米国国防総省のロシアによるウクライナ侵攻に関わる機密文書(約100点ほど)が、インターネット上に流出したとのことです。
国家の機密文書が流出するなど、諜報機関として実に憂慮すべき事態です。
文書には地図や図表や画像が含まれ、例えば、ウクライナの防空網など軍事機密の詳細が描かれているほか、米国の同盟国に関する機密文書も含まれているらしく、中東やインド太平洋地域の防衛・安全保障問題に関するものもあるらしい。
今回の流出の影響により、ウクライナは軍事計画の一部を変更したことを、ゼレンスキー大統領に近い関係者が明らかにしています。
また、今回の機密文書流出により、英国など多くの国がウクライナ国内で軍事特殊部隊を活動させていることが明らかになりました。
3月23日付の文書によれば、ウクライナに派遣されている特殊部隊の規模は、英国が最多の50人、NATO加盟国のラトヴィアが17人、フランスが15人、米国が14人、オランダが1人とのことで、西側諸国の関与が決定的に裏付けられた格好です。
専門家によれば特殊部隊の存在はその性質上、実に効果的らしいのですが、それら部隊がどこで何をしているのかは記されていません。

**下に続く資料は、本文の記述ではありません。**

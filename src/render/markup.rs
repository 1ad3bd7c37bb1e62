//! Declarative markup fragments.
//!
//! `Text` nodes are escaped like `textContent`; `Raw` nodes are inserted as
//! markup like `innerHTML` and are only used for fields that carry HTML.

use std::fmt::Write;

/// Elements that never have a closing tag.
const VOID_ELEMENTS: [&str; 6] = ["br", "hr", "img", "input", "link", "meta"];

#[derive(Debug, Clone, PartialEq)]
pub enum Node {
    Element(Element),
    Text(String),
    Raw(String),
}

impl Node {
    pub fn text(text: impl Into<String>) -> Self {
        Node::Text(text.into())
    }

    pub fn raw(markup: impl Into<String>) -> Self {
        Node::Raw(markup.into())
    }

    pub fn to_html(&self) -> String {
        let mut out = String::new();
        self.write_html(&mut out);
        out
    }

    fn write_html(&self, out: &mut String) {
        match self {
            Node::Element(element) => element.write_html(out),
            Node::Text(text) => out.push_str(&escape_text(text)),
            Node::Raw(markup) => out.push_str(markup),
        }
    }
}

impl From<Element> for Node {
    fn from(element: Element) -> Self {
        Node::Element(element)
    }
}

/// An HTML element built with chained setters:
///
/// ```
/// use labpage::render::markup::Element;
///
/// let link = Element::new("a").attr("href", "https://example.org").text("Home");
/// assert_eq!(link.to_html(), r#"<a href="https://example.org">Home</a>"#);
/// ```
#[derive(Debug, Clone, PartialEq)]
pub struct Element {
    pub tag: String,
    pub attrs: Vec<(String, String)>,
    pub styles: Vec<(String, String)>,
    pub children: Vec<Node>,
}

impl Element {
    pub fn new(tag: &str) -> Self {
        Element {
            tag: tag.to_string(),
            attrs: Vec::new(),
            styles: Vec::new(),
            children: Vec::new(),
        }
    }

    /// Set an attribute, replacing an earlier value of the same name.
    pub fn attr(mut self, name: &str, value: impl Into<String>) -> Self {
        let value = value.into();
        match self.attrs.iter_mut().find(|(n, _)| n == name) {
            Some(existing) => existing.1 = value,
            None => self.attrs.push((name.to_string(), value)),
        }
        self
    }

    pub fn class(self, class: &str) -> Self {
        self.attr("class", class)
    }

    /// Add an inline style declaration.
    pub fn style(mut self, property: &str, value: &str) -> Self {
        self.styles.push((property.to_string(), value.to_string()));
        self
    }

    pub fn child(mut self, node: impl Into<Node>) -> Self {
        self.children.push(node.into());
        self
    }

    pub fn children<I>(mut self, nodes: I) -> Self
    where
        I: IntoIterator,
        I::Item: Into<Node>,
    {
        self.children.extend(nodes.into_iter().map(Into::into));
        self
    }

    pub fn text(self, text: impl Into<String>) -> Self {
        self.child(Node::text(text))
    }

    pub fn raw(self, markup: impl Into<String>) -> Self {
        self.child(Node::raw(markup))
    }

    pub fn get_attr(&self, name: &str) -> Option<&str> {
        self.attrs
            .iter()
            .find(|(n, _)| n == name)
            .map(|(_, v)| v.as_str())
    }

    pub fn has_class(&self, class: &str) -> bool {
        self.get_attr("class")
            .map(|c| c.split_whitespace().any(|c| c == class))
            .unwrap_or(false)
    }

    /// Concatenated text of all descendant text and raw nodes.
    pub fn text_content(&self) -> String {
        let mut out = String::new();
        for child in &self.children {
            match child {
                Node::Element(element) => out.push_str(&element.text_content()),
                Node::Text(text) | Node::Raw(text) => out.push_str(text),
            }
        }
        out
    }

    /// Depth-first search over descendants, including `self`.
    pub fn find_all<'a>(&'a self, predicate: &dyn Fn(&Element) -> bool) -> Vec<&'a Element> {
        let mut found = Vec::new();
        if predicate(self) {
            found.push(self);
        }
        for child in &self.children {
            if let Node::Element(element) = child {
                found.extend(element.find_all(predicate));
            }
        }
        found
    }

    pub fn to_html(&self) -> String {
        let mut out = String::new();
        self.write_html(&mut out);
        out
    }

    fn write_html(&self, out: &mut String) {
        out.push('<');
        out.push_str(&self.tag);
        for (name, value) in &self.attrs {
            let _ = write!(out, " {}=\"{}\"", name, escape_attr(value));
        }
        if !self.styles.is_empty() {
            let style: Vec<String> = self
                .styles
                .iter()
                .map(|(p, v)| format!("{}: {};", p, v))
                .collect();
            let _ = write!(out, " style=\"{}\"", escape_attr(&style.join(" ")));
        }
        out.push('>');

        if VOID_ELEMENTS.contains(&self.tag.as_str()) {
            return;
        }
        for child in &self.children {
            child.write_html(out);
        }
        let _ = write!(out, "</{}>", self.tag);
    }
}

/// Render a list of nodes back to back.
pub fn to_html(nodes: &[Node]) -> String {
    let mut out = String::new();
    for node in nodes {
        node.write_html(&mut out);
    }
    out
}

pub fn escape_text(s: &str) -> String {
    s.replace('&', "&amp;")
        .replace('<', "&lt;")
        .replace('>', "&gt;")
}

pub fn escape_attr(s: &str) -> String {
    escape_text(s).replace('"', "&quot;")
}

#[cfg(test)]
mod tests {
    use super::*;

    #[test]
    fn test_escaping() {
        let el = Element::new("a")
            .attr("href", "/q?a=1&b=\"2\"")
            .text("<b>Tom & Jerry</b>");
        assert_eq!(
            el.to_html(),
            "<a href=\"/q?a=1&amp;b=&quot;2&quot;\">&lt;b&gt;Tom &amp; Jerry&lt;/b&gt;</a>"
        );
    }

    #[test]
    fn test_raw_is_verbatim() {
        let el = Element::new("div").raw("<em>hi</em>");
        assert_eq!(el.to_html(), "<div><em>hi</em></div>");
    }

    #[test]
    fn test_styles_and_void_elements() {
        let img = Element::new("img")
            .attr("src", "a.png")
            .style("max-width", "80%")
            .style("border-radius", "12px");
        assert_eq!(
            img.to_html(),
            "<img src=\"a.png\" style=\"max-width: 80%; border-radius: 12px;\">"
        );
    }

    #[test]
    fn test_attr_replaces() {
        let el = Element::new("button").class("filter-btn").class("filter-btn active");
        assert_eq!(el.attrs.len(), 1);
        assert!(el.has_class("active"));
    }
}
//! Page assembly: the template adapter and the bootstrap that fills it.

mod bootstrap;
mod document;
pub mod wiring;

pub use self::bootstrap::{bootstrap, load_section, BootstrapOptions, BootstrapReport, Section};
pub use self::document::{Document, PageError};
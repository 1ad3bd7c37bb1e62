//! Data fetching for the homepage.
//!
//! This module resolves JSON documents against a data source (a local
//! directory or an HTTP base URL), decodes them into the document types and
//! normalizes the legacy and current shapes into one canonical form.

mod client;
mod diagnostics;
mod error;
mod fetcher;
mod types;
mod year;

pub use self::client::create_http_client;
pub use self::diagnostics::*;
pub use self::error::FetchError;
pub use self::fetcher::{DataSource, Fetcher};
pub use self::types::*;
pub use self::year::Year;
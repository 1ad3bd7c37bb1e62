//! HTTP client creation for remote data sources.

use anyhow::Result;
use reqwest::header::{self, HeaderMap, HeaderValue};
use tracing::debug;

use crate::TARGET_WEB_REQUEST;

const USER_AGENT: &str = concat!("labpage/", env!("CARGO_PKG_VERSION"));

/// Create the client used for every remote document request. No request
/// timeout is configured: a stalled request leaves its section unrendered.
pub fn create_http_client() -> Result<reqwest::Client> {
    let mut headers = HeaderMap::new();
    headers.insert(
        header::ACCEPT,
        HeaderValue::from_static("application/json, text/plain;q=0.9, */*;q=0.8"),
    );

    debug!(target: TARGET_WEB_REQUEST, "Creating HTTP client for remote data source");

    reqwest::Client::builder()
        .user_agent(USER_AGENT)
        .default_headers(headers)
        .gzip(true)
        .redirect(reqwest::redirect::Policy::default())
        .build()
        .map_err(|e| anyhow::anyhow!("Failed to build HTTP client: {}", e))
}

プーチン大統領は「我々はウクライナだけでなくNATOとも対決している」と主張し続けてきましたが、今回の件によって西側諸国の特殊部隊の存在を確認することになりました。
さて、多くの文書は、国防総省の日々のブリーフィングから流出したもののようですが、国防総省は24時間体制で流出の規模や損害の大きさ、そして誰によるものかの特定に努めているという。

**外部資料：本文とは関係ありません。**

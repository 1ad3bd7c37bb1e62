//! Page bootstrap: theme first, then every section as its own task.

use anyhow::Result;
use serde::Serialize;
use tokio::sync::mpsc;
use tracing::{debug, error, info, warn};

use super::document::Document;
use super::wiring;
use crate::data::{
    Fetcher, NewsItem, Profile, PublicationSet, ResearchSummary, SponsorSet, TeachingList,
    TeamRoster,
};
use crate::render::publications::PublicationBoard;
use crate::render::{news, profile, publications, sponsors, teaching, team};
use crate::render::{Mount, MountSet, Patch};
use crate::theme::{self, Theme};
use crate::TARGET_RENDER;

#[derive(Debug, Clone, Copy, PartialEq, Eq, Serialize)]
pub enum Section {
    Profile,
    News,
    Publications,
    Team,
    Teaching,
    Sponsors,
}

impl Section {
    pub const ALL: [Section; 6] = [
        Section::Profile,
        Section::News,
        Section::Publications,
        Section::Team,
        Section::Teaching,
        Section::Sponsors,
    ];

    /// The mount whose presence decides whether the section is rendered.
    pub fn mount(&self) -> Mount {
        match self {
            Section::Profile => Mount::ProfileName,
            Section::News => Mount::NewsList,
            Section::Publications => Mount::PublicationsList,
            Section::Team => Mount::TeamList,
            Section::Teaching => Mount::TeachingList,
            Section::Sponsors => Mount::SponsorsList,
        }
    }
}

#[derive(Debug, Clone)]
pub struct BootstrapOptions {
    pub theme: Theme,
    /// Served pages get server-backed filter and theme controls.
    pub live: bool,
}

#[derive(Debug, Clone, Default, Serialize)]
pub struct BootstrapReport {
    pub rendered: Vec<Section>,
    pub failed: Vec<(Section, String)>,
    pub skipped: Vec<Section>,
}

type PatchSender = mpsc::UnboundedSender<Patch>;

fn send_all(tx: &PatchSender, patches: Vec<Patch>) {
    for patch in patches {
        // The receiver only goes away once bootstrap is done with the page.
        let _ = tx.send(patch);
    }
}

/// Fetch one section's document(s) and stream its patches: placeholder
/// first, content once the document arrives. An error leaves the
/// placeholder in place.
pub async fn load_section(
    section: Section,
    fetcher: &Fetcher,
    mounts: &MountSet,
    tx: &PatchSender,
) -> Result<()> {
    match section {
        Section::Profile => {
            send_all(tx, profile::skeleton());
            let doc: Profile = fetcher.fetch_document("profile.json").await?;
            send_all(tx, profile::render(&doc, mounts));

            let research: ResearchSummary = fetcher.fetch_document("research.json").await?;
            send_all(tx, profile::render_research(&research));
        }
        Section::News => {
            let items: Vec<NewsItem> = fetcher.fetch_document("news.json").await?;
            send_all(tx, news::render(&items));
        }
        Section::Publications => {
            send_all(tx, publications::skeleton());
            let set: PublicationSet = fetcher.fetch_document("publications.json").await?;
            let board = PublicationBoard::new(set.normalize());
            send_all(tx, board.render(mounts));
        }
        Section::Team => {
            send_all(tx, team::skeleton());
            let roster: TeamRoster = fetcher.fetch_document("team.json").await?;
            send_all(tx, team::render(&roster));
        }
        Section::Teaching => {
            send_all(tx, teaching::skeleton());
            let list: TeachingList = fetcher.fetch_document("teaching.json").await?;
            send_all(tx, teaching::render(&list.normalize()));
        }
        Section::Sponsors => {
            send_all(tx, sponsors::skeleton());
            let set: SponsorSet = fetcher.fetch_document("sponsors.json").await?;
            send_all(tx, sponsors::render(&set.normalize()));
        }
    }
    Ok(())
}

/// Apply a patch, logging instead of failing when the page lacks a container
/// the renderer wanted.
fn apply_logged(document: &mut Document, patch: &Patch) {
    if let Err(err) = document.apply(patch) {
        warn!(target: TARGET_RENDER, "Skipping patch: {}", err);
    }
}

/// Render the page: apply the theme, run every section that has a mount in
/// the page concurrently and append the behaviour script.
pub async fn bootstrap(
    document: &mut Document,
    fetcher: &Fetcher,
    options: &BootstrapOptions,
) -> BootstrapReport {
    let mounts = document.mounts();
    let mut report = BootstrapReport::default();

    for patch in theme::apply(options.theme) {
        if mounts.contains(patch.mount()) {
            apply_logged(document, &patch);
        }
    }

    let (tx, mut rx) = mpsc::unbounded_channel();
    let mut handles = Vec::new();
    for section in Section::ALL {
        if !mounts.contains(section.mount()) {
            debug!(target: TARGET_RENDER, "No mount for {:?}, skipping", section);
            report.skipped.push(section);
            continue;
        }

        let fetcher = fetcher.clone();
        let mounts = mounts.clone();
        let tx = tx.clone();
        let handle =
            tokio::spawn(async move { load_section(section, &fetcher, &mounts, &tx).await });
        handles.push((section, handle));
    }
    drop(tx);

    // Patches arrive in whatever order the sections make progress.
    while let Some(patch) = rx.recv().await {
        apply_logged(document, &patch);
    }

    for (section, handle) in handles {
        match handle.await {
            Ok(Ok(())) => report.rendered.push(section),
            Ok(Err(err)) => {
                error!(target: TARGET_RENDER, "Failed to render {:?}: {}", section, err);
                report.failed.push((section, err.to_string()));
            }
            Err(err) => {
                error!(target: TARGET_RENDER, "Render task for {:?} panicked: {}", section, err);
                report.failed.push((section, err.to_string()));
            }
        }
    }

    if mounts.contains(Mount::Body) {
        apply_logged(
            document,
            &Patch::append(Mount::Body, vec![wiring::script(options.live)]),
        );
    }

    info!(
        target: TARGET_RENDER,
        "Rendered {} sections ({} failed, {} skipped)",
        report.rendered.len(),
        report.failed.len(),
        report.skipped.len()
    );
    report
}

#[cfg(test)]
mod tests {
    use super::*;
    use crate::data::DataSource;
    use std::fs;
    use std::path::Path;

    const TEMPLATE: &str = r##"<!DOCTYPE html>
<html lang="en">
<body>
  <nav><a href="#team">Team</a></nav>
  <button id="theme-toggle"></button>
  <div class="hero-text"><h1 id="profile-name"></h1><div id="profile-bio"></div><div id="profile-links"></div></div>
  <p id="research-desc"></p>
  <div id="publications-filters"></div><div id="publications-list"></div>
  <div id="team-list"></div>
  <div id="teaching-list"></div>
  <div id="sponsors-list"></div>
  <button id="back-to-top"></button>
</body>
</html>"##;

    fn write_data(dir: &Path) {
        fs::write(
            dir.join("profile.json"),
            r#"{"name": "Ada Lovelace", "bio": ["Goals: engines.", "Second"], "links": [{"url": "https://a.example", "text": "CV"}], "openings": "Hiring PhD students"}"#,
        )
        .unwrap();
        fs::write(dir.join("research.json"), r#"{"description": "Analytical engines"}"#).unwrap();
        fs::write(
            dir.join("publications.json"),
            r#"{"items": [{"title": "Notes", "authors": "A. Lovelace", "venue": "Memoirs", "year": 1843}], "note": {"text": "More", "link": "https://more.example"}}"#,
        )
        .unwrap();
        fs::write(dir.join("teaching.json"), r#"["CS101"]"#).unwrap();
        fs::write(dir.join("sponsors.json"), r#"[{"name": "Royal Society"}]"#).unwrap();
        // team.json is missing on purpose.
    }

    async fn render(options: BootstrapOptions) -> (Document, BootstrapReport) {
        let dir = tempfile::tempdir().unwrap();
        write_data(dir.path());
        let fetcher = Fetcher::new(DataSource::Directory(dir.path().to_path_buf())).unwrap();
        let mut document = Document::new(TEMPLATE);
        let report = bootstrap(&mut document, &fetcher, &options).await;
        (document, report)
    }

    #[tokio::test]
    async fn test_bootstrap_renders_present_sections() {
        let (doc, report) = render(BootstrapOptions {
            theme: Theme::Light,
            live: false,
        })
        .await;

        assert_eq!(report.skipped, vec![Section::News]);
        assert_eq!(report.failed.len(), 1);
        assert_eq!(report.failed[0].0, Section::Team);
        assert!(report.rendered.contains(&Section::Profile));
        assert!(report.rendered.contains(&Section::Sponsors));

        assert_eq!(doc.inner_html(Mount::ProfileName).unwrap(), "Ada Lovelace");
        let bio = doc.inner_html(Mount::ProfileBio).unwrap();
        assert_eq!(bio.matches("<p ").count(), 2);
        assert!(bio.contains("<span class=\"highlight-label\">Goals:</span>"));
        assert!(doc.inner_html(Mount::HeroText).unwrap().contains("Hiring PhD students"));
        assert_eq!(doc.inner_html(Mount::ResearchDesc).unwrap(), "Analytical engines");

        assert!(doc.html().contains("<div class=\"fade-in\" style=\"margin-bottom: 1.5rem; text-align: center; color: var(--text-secondary);\"><a href=\"https://more.example\""));
        assert!(doc
            .inner_html(Mount::PublicationsFilters)
            .unwrap()
            .contains("data-filter=\"1843\""));
        // The static page filters in the browser using the item years.
        assert!(doc
            .inner_html(Mount::PublicationsList)
            .unwrap()
            .contains("<div class=\"pub-item fade-in\" data-year=\"1843\" data-year-type=\"number\">"));
        assert!(doc.html().contains("getElementById('publications-filters')"));

        // The failed section keeps its placeholder.
        assert!(doc.inner_html(Mount::TeamList).unwrap().contains("skeleton skeleton-card"));

        assert_eq!(doc.attribute(Mount::DocumentRoot, "data-theme").as_deref(), Some("light"));
        assert_eq!(
            doc.attribute(Mount::ThemeToggle, "aria-label").as_deref(),
            Some("Switch to dark mode")
        );
        assert!(doc.html().contains("localStorage"));
    }

    #[tokio::test]
    async fn test_demo_site_renders_every_section() {
        let root = Path::new(env!("CARGO_MANIFEST_DIR")).join("demos");
        let template = fs::read_to_string(root.join("index.html")).unwrap();
        let fetcher = Fetcher::new(DataSource::Directory(root.join("data"))).unwrap();

        let mut document = Document::new(template);
        let options = BootstrapOptions {
            theme: Theme::Dark,
            live: false,
        };
        let report = bootstrap(&mut document, &fetcher, &options).await;

        assert!(report.failed.is_empty(), "{:?}", report.failed);
        assert_eq!(report.rendered.len(), Section::ALL.len());
        assert!(!document.html().contains("skeleton"));
        assert!(document
            .inner_html(Mount::TeamList)
            .unwrap()
            .contains("Principal Investigator (PI)"));
    }

    #[tokio::test]
    async fn test_live_pages_use_server_controls() {
        let (doc, _) = render(BootstrapOptions {
            theme: Theme::Dark,
            live: true,
        })
        .await;
        assert!(doc.html().contains("/theme/toggle"));
        assert_eq!(doc.attribute(Mount::DocumentRoot, "data-theme").as_deref(), Some("dark"));
    }
}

現段階で判っているのは、文書は3月上旬に初めてビデオゲーム「マインクラフト」のチャットフォーラムに投稿されたとのこと。
ただ、流出情報には詳細な戦闘計画は含まれず、米国による寸評のような内容となっているようですが、それでもロシア側に有益な情報をもたらし米国の情報源を危険にさらしかねないことは確かでしょうし、なにより外交上の面目失墜は免れないところでしょう。
なお、文書の一部は改ざんされているようで、国防総省のミーガー報道官も「偽情報を拡散させる恐れがある」と憂慮しています。

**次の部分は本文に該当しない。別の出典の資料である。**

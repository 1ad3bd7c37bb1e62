pub mod data;
pub mod environment;
pub mod logging;
pub mod page;
pub mod render;
pub mod theme;
pub mod web;

pub const TARGET_WEB_REQUEST: &str = "web_request";
pub const TARGET_RENDER: &str = "render";

/// Documents the homepage is assembled from, in the order `check` reports them.
pub const DOCUMENTS: [&str; 7] = [
    "profile.json",
    "research.json",
    "news.json",
    "publications.json",
    "team.json",
    "teaching.json",
    "sponsors.json",
];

なぜこのようなことが起きたのか、またこのことがどのような影響をもたらすのかについて調査中とのことですが、国家安全保障に対する深刻なリスクであることに変わりはない。
因みに、英国の国防省は今回の件について公式な見解を発表していませんが、SNSで、機密とされる情報の流出には「深刻なレベルの不正確さが存在することを示している」とツイートしています。
今回の一件もまた、覇権国としての米国の退潮を象徴しているような気がします。